Re: [DISCUSS] Would a visibility histogram on a table be harmful?

Josh Elser Sun, 16 Oct 2016 21:04:11 -0700

A nice round number to track this work:https://issues.apache.org/jira/browse/ACCUMULO-4500


Josh Elser wrote:

Thanks for the reply, Mike.


Mike Drob wrote:

Hiding this behind the SystemPermission.SYSTEM permission might be
sufficient.


Superb. Personally, I wouldn't want to piggy-back on SYSTEM.SYSTEM
(because that permission implies a lot of other things too), but that's
an implementation detail we can hash out later.

In a situation where Accumulo data is on an encrypted volume, or the
rfiles
themselves are encrypted, then a root user wouldn't be able to read the
rfiles to generate the histograms. This matches my initial mental
model of
an admin user that doesn't necessarily need to access to data and data
users that don't have access to admin commands. There is no all powerful
root user that can do everything and read everything.


I agree with you that we should not assume an admin has the ability to
read all data in all cases. In some cases it might, but the encrypted
files is one good example that guarantees that cannot happen. I do draw
a distinction between being able to read all data and generating a count
of the unique visibility labels. I think that, in most cases, such a
sketch on the visibilities in the system does not leak any sensitive
data; however, hiding that access behind a system permission is a good
compromise for those whose use-cases I haven't considered :)

Have we ever discussed an "emergency access, give me all the permissions"
model? I feel like I've heard John Vines mention this before, I think.
This
would be a reasonable extensions of that.

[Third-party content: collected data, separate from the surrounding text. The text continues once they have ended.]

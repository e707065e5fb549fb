use super::error::BuildError;
use super::handler::BoxHandler;

/// 다음 핸들러를 받아 미들웨어가 씌워진 핸들러를 만드는 생성자
pub type Constructor = Box<dyn Fn(BoxHandler) -> Result<BoxHandler, BuildError> + Send + Sync>;

/// 순서가 있는 미들웨어 생성자 목록
///
/// 목록의 첫 번째 미들웨어가 가장 바깥에서 요청을 받습니다. 생성은
/// `then`을 호출할 때 일어나므로 같은 체인으로 여러 번 핸들러를 만들 수
/// 있습니다.
#[derive(Default)]
pub struct Chain {
    constructors: Vec<Constructor>,
}

impl Chain {
    pub fn new() -> Self {
        Self::default()
    }

    pub fn push(&mut self, constructor: Constructor) {
        self.constructors.push(constructor);
    }

    pub fn append(mut self, constructor: Constructor) -> Self {
        self.push(constructor);
        self
    }

    pub fn len(&self) -> usize {
        self.constructors.len()
    }

    pub fn is_empty(&self) -> bool {
        self.constructors.is_empty()
    }

    /// 체인 끝에 `next`를 연결한 핸들러를 만듭니다.
    pub fn then(&self, next: BoxHandler) -> Result<BoxHandler, BuildError> {
        self.constructors
            .iter()
            .rev()
            .try_fold(next, |handler, constructor| constructor(handler))
    }
}
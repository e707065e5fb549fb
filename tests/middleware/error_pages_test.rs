use std::sync::{Arc, Mutex};

use async_trait::async_trait;
use http_body_util::BodyExt;
use hyper::header::{HeaderName, CONNECTION, CONTENT_LENGTH, HOST, TRANSFER_ENCODING};
use hyper::{Request, StatusCode, Uri};
use reverse_proxy_chain::dynamic::ErrorPageConfig;
use reverse_proxy_chain::middleware::error_pages;
use reverse_proxy_chain::middleware::handler::{full_body, Body};
use reverse_proxy_chain::middleware::writer::write_all;
use reverse_proxy_chain::middleware::{BoxHandler, BuildError, Handler, ResponseWriter};
use reverse_proxy_chain::proxy::{http_client, ProxyHandler};
use tokio::net::TcpListener;

use crate::common::{get, serve, Echo, StaticServices, Status};

fn pages(status: StatusCode) -> Result<BoxHandler, BuildError> {
    let config = ErrorPageConfig {
        status: vec!["500-501".to_string(), "503-599".to_string()],
        service: "pages".to_string(),
        query: "/{status}.html".to_string(),
    };
    let services = StaticServices::default().with("pages@file", Arc::new(Echo));
    error_pages::new(
        Arc::new(Status(status)),
        &config,
        "pages@file",
        &services,
        "errors@file",
    )
}

#[tokio::test]
async fn test_status_in_range_renders_page() {
    for code in [500, 501, 503, 599] {
        let status = StatusCode::from_u16(code).unwrap();
        let rec = serve(&pages(status).unwrap(), get("/broken")).await;

        assert_eq!(rec.status(), status);
        assert_eq!(rec.body_string(), format!("/{}.html", code));
        assert!(rec.sent_headers().get("x-backend").is_none());
    }
}

#[tokio::test]
async fn test_status_outside_range_passes_through() {
    for code in [200, 404, 502] {
        let status = StatusCode::from_u16(code).unwrap();
        let rec = serve(&pages(status).unwrap(), get("/ok")).await;

        assert_eq!(rec.status(), status);
        assert_eq!(rec.body_string(), "backend body");
        assert_eq!(rec.sent_headers()["x-backend"], "status");
    }
}

#[test]
fn test_missing_error_service() {
    let config = ErrorPageConfig {
        status: vec!["500".to_string()],
        service: "ghost".to_string(),
        query: "/".to_string(),
    };
    let err = error_pages::new(
        Arc::new(Echo),
        &config,
        "ghost@file",
        &StaticServices::default(),
        "errors@file",
    )
    .err()
    .unwrap();
    assert_eq!(
        err,
        BuildError::ServiceNotFound {
            name: "ghost@file".to_string()
        }
    );
}

#[test]
fn test_invalid_range_rejected() {
    let config = ErrorPageConfig {
        status: vec!["599-500".to_string()],
        service: "pages".to_string(),
        query: "/".to_string(),
    };
    let services = StaticServices::default().with("pages@file", Arc::new(Echo));
    assert!(matches!(
        error_pages::new(Arc::new(Echo), &config, "pages@file", &services, "errors@file"),
        Err(BuildError::InvalidConfig { .. })
    ));
}

/// 에러 페이지 서비스가 받은 요청
#[derive(Debug, Clone, PartialEq)]
struct PageRequest {
    method: String,
    uri: String,
    content_length: Option<String>,
    transfer_encoding: Option<String>,
    connection: Option<String>,
    body_len: usize,
}

/// 받은 요청을 기록하고 고정된 페이지를 돌려주는 서비스
#[derive(Default)]
struct RecordingPages {
    seen: Mutex<Vec<PageRequest>>,
}

#[async_trait]
impl Handler for RecordingPages {
    async fn serve(&self, w: &mut dyn ResponseWriter, req: Request<Body>) {
        let header = |name: HeaderName| {
            req.headers()
                .get(name)
                .map(|v| v.to_str().unwrap().to_string())
        };
        let mut seen = PageRequest {
            method: req.method().to_string(),
            uri: req.uri().to_string(),
            content_length: header(CONTENT_LENGTH),
            transfer_encoding: header(TRANSFER_ENCODING),
            connection: header(CONNECTION),
            body_len: 0,
        };
        seen.body_len = req.into_body().collect().await.unwrap().to_bytes().len();
        self.seen.lock().unwrap().push(seen);
        write_all(w, b"error page").await.unwrap();
    }
}

fn with_pages(next: BoxHandler, query: &str, pages: BoxHandler) -> BoxHandler {
    let config = ErrorPageConfig {
        status: vec!["500-501".to_string(), "503-599".to_string()],
        service: "pages".to_string(),
        query: query.to_string(),
    };
    let services = StaticServices::default().with("pages@file", pages);
    error_pages::new(next, &config, "pages@file", &services, "errors@file").unwrap()
}

#[tokio::test]
async fn test_page_request_drops_body_framing() {
    let pages = Arc::new(RecordingPages::default());
    let handler = with_pages(
        Arc::new(Status(StatusCode::INTERNAL_SERVER_ERROR)),
        "/{status}.html",
        pages.clone(),
    );

    let req = Request::builder()
        .method("POST")
        .uri("/upload")
        .header(CONTENT_LENGTH, "7")
        .header(CONNECTION, "keep-alive")
        .header("x-request-id", "abc")
        .body(full_body("payload"))
        .unwrap();
    let rec = serve(&handler, req).await;

    assert_eq!(rec.status(), StatusCode::INTERNAL_SERVER_ERROR);
    assert_eq!(rec.body_string(), "error page");

    let seen = pages.seen.lock().unwrap();
    assert_eq!(seen.len(), 1);
    assert_eq!(seen[0].method, "GET");
    assert_eq!(seen[0].uri, "/500.html");
    assert_eq!(seen[0].content_length, None);
    assert_eq!(seen[0].transfer_encoding, None);
    assert_eq!(seen[0].connection, None);
    assert_eq!(seen[0].body_len, 0);
}

#[tokio::test]
async fn test_page_request_keeps_end_to_end_headers() {
    /// 받은 요청 헤더를 본문으로 돌려주는 서비스
    struct HeaderEcho;

    #[async_trait]
    impl Handler for HeaderEcho {
        async fn serve(&self, w: &mut dyn ResponseWriter, req: Request<Body>) {
            let id = req.headers()["x-request-id"].to_str().unwrap().to_string();
            write_all(w, id.as_bytes()).await.unwrap();
        }
    }

    let handler = with_pages(
        Arc::new(Status(StatusCode::SERVICE_UNAVAILABLE)),
        "/",
        Arc::new(HeaderEcho),
    );
    let req = Request::builder()
        .uri("/")
        .header("x-request-id", "abc")
        .body(full_body(""))
        .unwrap();
    let rec = serve(&handler, req).await;

    assert_eq!(rec.status(), StatusCode::SERVICE_UNAVAILABLE);
    assert_eq!(rec.body_string(), "abc");
}

#[tokio::test]
async fn test_not_modified_without_body_is_not_intercepted() {
    /// 본문 없이 304만 기록하는 백엔드
    struct NotModified;

    #[async_trait]
    impl Handler for NotModified {
        async fn serve(&self, w: &mut dyn ResponseWriter, _req: Request<Body>) {
            w.write_header(StatusCode::NOT_MODIFIED);
        }
    }

    let pages = Arc::new(RecordingPages::default());
    let handler = with_pages(Arc::new(NotModified), "/{status}.html", pages.clone());

    let rec = serve(&handler, get("/cached")).await;

    assert_eq!(rec.status(), StatusCode::NOT_MODIFIED);
    assert_eq!(rec.write_calls(), 0);
    assert!(rec.body().is_empty());
    assert!(pages.seen.lock().unwrap().is_empty());
}

#[tokio::test]
async fn test_url_placeholder_is_escaped() {
    let pages = Arc::new(RecordingPages::default());
    let handler = with_pages(
        Arc::new(Status(StatusCode::INTERNAL_SERVER_ERROR)),
        "/error?status={status}&from={url}",
        pages.clone(),
    );

    let req = Request::builder()
        .uri("/broken?a=1")
        .header(HOST, "example.com")
        .body(full_body(""))
        .unwrap();
    serve(&handler, req).await;

    let seen = pages.seen.lock().unwrap();
    assert_eq!(
        seen[0].uri,
        "/error?status=500&from=http%3A%2F%2Fexample.com%2Fbroken%3Fa%3D1"
    );
    let uri: Uri = seen[0].uri.parse().unwrap();
    assert_eq!(uri.path(), "/error");
}

#[tokio::test]
async fn test_invalid_page_query_falls_back_to_status_text() {
    let pages = Arc::new(RecordingPages::default());
    let handler = with_pages(
        Arc::new(Status(StatusCode::INTERNAL_SERVER_ERROR)),
        "/{status} page",
        pages.clone(),
    );

    let rec = serve(&handler, get("/broken")).await;

    assert_eq!(rec.status(), StatusCode::INTERNAL_SERVER_ERROR);
    assert_eq!(rec.body_string(), "Internal Server Error\n");
    assert!(rec.sent_headers().get("x-backend").is_none());
    assert!(pages.seen.lock().unwrap().is_empty());
}

#[tokio::test]
async fn test_unreachable_page_service_keeps_original_status() {
    let listener = TcpListener::bind("127.0.0.1:0").await.unwrap();
    let closed = listener.local_addr().unwrap();
    drop(listener);

    let target: Uri = format!("http://{}", closed).parse().unwrap();
    let handler = with_pages(
        Arc::new(Status(StatusCode::SERVICE_UNAVAILABLE)),
        "/{status}.html",
        ProxyHandler::new(target, http_client()),
    );

    let rec = serve(&handler, get("/broken")).await;

    assert_eq!(rec.status(), StatusCode::SERVICE_UNAVAILABLE);
    assert_eq!(rec.body_string(), "Bad Gateway\n");
}

#[tokio::test]
async fn test_informational_responses_keep_order() {
    /// 1xx 두 개를 보낸 뒤 500으로 응답하는 백엔드
    struct EarlyHints;

    #[async_trait]
    impl Handler for EarlyHints {
        async fn serve(&self, w: &mut dyn ResponseWriter, _req: Request<Body>) {
            w.write_header(StatusCode::CONTINUE);
            w.write_header(StatusCode::from_u16(103).unwrap());
            w.write_header(StatusCode::INTERNAL_SERVER_ERROR);
            write_all(w, b"backend body").await.unwrap();
        }
    }

    let handler = with_pages(
        Arc::new(EarlyHints),
        "/{status}.html",
        Arc::new(RecordingPages::default()),
    );

    let rec = serve(&handler, get("/")).await;

    assert_eq!(
        rec.informational(),
        &[StatusCode::CONTINUE, StatusCode::from_u16(103).unwrap()]
    );
    assert_eq!(rec.status(), StatusCode::INTERNAL_SERVER_ERROR);
    assert_eq!(rec.body_string(), "error page");
}
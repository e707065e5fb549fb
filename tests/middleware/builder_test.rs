use std::sync::Arc;

use reverse_proxy_chain::dynamic::RuntimeConfiguration;
use reverse_proxy_chain::middleware::{
    BoxHandler, BuildError, Builder, ConstructorContext, RetryListeners,
};

use crate::common::{get, runtime, serve, Echo, StaticServices};

const FILE_CONFIG: &str = r#"
[http.middlewares.a.addPrefix]
prefix = "/a"

[http.middlewares.b.addPrefix]
prefix = "/b"

[http.middlewares.c.addPrefix]
prefix = "/c"

[http.middlewares.inner.chain]
middlewares = ["a", "b"]

[http.middlewares.outer.chain]
middlewares = ["inner", "c"]

[http.middlewares.left.chain]
middlewares = ["a"]

[http.middlewares.right.chain]
middlewares = ["a"]

[http.middlewares.diamond.chain]
middlewares = ["left", "right"]

[http.middlewares.loop1.chain]
middlewares = ["loop2"]

[http.middlewares.loop2.chain]
middlewares = ["loop1"]

[http.middlewares.myself.chain]
middlewares = ["myself"]

[http.middlewares.both.addPrefix]
prefix = "/x"

[http.middlewares.both.stripPrefix]
prefixes = ["/x"]

[http.middlewares.nothing]

[http.middlewares.badretry.retry]
attempts = 0
"#;

const OTHER_CONFIG: &str = r#"
[http.middlewares.prefix.addPrefix]
prefix = "/o"

[http.middlewares.bundle.chain]
middlewares = ["prefix"]
"#;

fn build(runtime: &RuntimeConfiguration, names: &[&str]) -> Result<BoxHandler, BuildError> {
    let builder = Builder::new(
        Arc::new(runtime.middlewares.clone()),
        Arc::new(StaticServices::default()),
        Arc::new(RetryListeners::new()),
    );
    let names: Vec<String> = names.iter().map(|n| n.to_string()).collect();
    let ctx = ConstructorContext::for_element("api@file");
    builder.build_chain(&ctx, &names).then(Arc::new(Echo))
}

fn config() -> RuntimeConfiguration {
    runtime(&[("file", FILE_CONFIG), ("other", OTHER_CONFIG)])
}

#[tokio::test]
async fn test_first_middleware_runs_first() {
    let handler = build(&config(), &["a", "b"]).unwrap();
    let rec = serve(&handler, get("/x")).await;
    assert_eq!(rec.body_string(), "/b/a/x");
}

#[tokio::test]
async fn test_nested_chains_flatten_in_order() {
    let handler = build(&config(), &["outer"]).unwrap();
    let rec = serve(&handler, get("/x")).await;
    assert_eq!(rec.body_string(), "/c/b/a/x");
}

#[tokio::test]
async fn test_shared_middleware_is_not_a_cycle() {
    let handler = build(&config(), &["diamond", "a"]).unwrap();
    let rec = serve(&handler, get("/x")).await;
    assert_eq!(rec.body_string(), "/a/a/a/x");
}

#[test]
fn test_cycle_is_reported_with_path() {
    let err = build(&config(), &["loop1"]).err().unwrap();
    assert_eq!(
        err,
        BuildError::Recursion {
            name: "loop1@file".to_string(),
            path: "loop1@file->loop2@file->loop1@file".to_string(),
        }
    );
    assert_eq!(
        err.to_string(),
        "could not instantiate middleware loop1@file: recursion detected in loop1@file->loop2@file->loop1@file"
    );
}

#[test]
fn test_self_reference() {
    let err = build(&config(), &["myself"]).err().unwrap();
    assert_eq!(
        err,
        BuildError::Recursion {
            name: "myself@file".to_string(),
            path: "myself@file->myself@file".to_string(),
        }
    );
}

#[test]
fn test_missing_middleware() {
    let err = build(&config(), &["a", "nope"]).err().unwrap();
    assert_eq!(err.to_string(), "middleware \"nope@file\" does not exist");
}

#[test]
fn test_multi_type_middleware() {
    let err = build(&config(), &["both"]).err().unwrap();
    assert_eq!(
        err,
        BuildError::MultiType {
            name: "both@file".to_string(),
            kinds: "addPrefix, stripPrefix".to_string(),
        }
    );
}

#[test]
fn test_middleware_without_type() {
    let err = build(&config(), &["nothing"]).err().unwrap();
    assert_eq!(
        err,
        BuildError::EmptyType {
            name: "nothing@file".to_string(),
        }
    );
}

#[test]
fn test_invalid_configuration_names_the_middleware() {
    let err = build(&config(), &["badretry"]).err().unwrap();
    assert!(matches!(err, BuildError::InvalidConfig { ref name, .. } if name == "badretry@file"));
}

#[tokio::test]
async fn test_cross_provider_reference() {
    let handler = build(&config(), &["prefix@other", "a"]).unwrap();
    let rec = serve(&handler, get("/x")).await;
    assert_eq!(rec.body_string(), "/a/o/x");
}

#[tokio::test]
async fn test_chain_resolves_names_in_its_own_provider() {
    let handler = build(&config(), &["bundle@other"]).unwrap();
    let rec = serve(&handler, get("/x")).await;
    assert_eq!(rec.body_string(), "/o/x");
}

#[tokio::test]
async fn test_empty_list_returns_service() {
    let handler = build(&config(), &[]).unwrap();
    let rec = serve(&handler, get("/x")).await;
    assert_eq!(rec.body_string(), "/x");
}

I don't recall hearing of that one before, and I don't think I agree
that this proposal is an extension of it. The number of records in the
system and the visibility of them are purely "metadata" which do not
expose identifying information about the actual data.

Mike

On Fri, Oct 14, 2016 at 11:06 AM, Josh Elser<[email protected]> wrote:

Ping Marc/Mike D.


Josh Elser wrote:

Thanks, Marc. Follow-on question(s) for you:

Do you think _any_ such approach should never be pursued by Accumulo
(reading into your other replies about doing it outside of Accumulo)?
Are the permissions that we have in place not sufficient to protect
such
"metadata"?

Or, would such a feature be "OK" to you if it required some degree of
additional manual steps by the administrator? (if so, what steps do you
think make this acceptable)

In a similar vein, how do you see this broadening the scope of the
Accumulo security model in an invalid manner? e.g. Administrators
should
never be able to see such information. Someone with sufficient
access to
a system would already be able to bypass Accumulo's security
mechanisms.
There are a number of vectors already were a sufficiently-credentialed
individual could figure out this information (and more).

Ultimately, I see Accumulo's main security tenet as "users should never
be allowed to see more data than they are authorized to see". Maybe
it's
my interpretation of that or the scope of how your think the proposed
feature would function, but I'd be very interested in hearing more
about
what you think.

Marc P. wrote:

My point for discussing implementation outside of accumulo is
because I
think it does invalidate a core tenant

On Wed, Oct 12, 2016, 12:26 PM Josh Elser<[email protected]> wrote:

Again, can we please bring this discussion back from discussions of

implementations to security?

Does the fact that you three were discussing implementations imply
that
you do not think this invalidates one of the core tenets (security
first) of Accumulo?

Christopher wrote:

Keith, Russ, myself (and possible others) were discussing this at
the
hackathon after the Accumulo Summit, and I think our consensus were
basically this:

We need a generic pluggable mechanism for injecting arbitrary user

counters

into the RFiles. We can then use these counters in custom compaction
strategies, or other analysis. We can aggregate these counters at
the
tablet, and table levels, and expose them in the API.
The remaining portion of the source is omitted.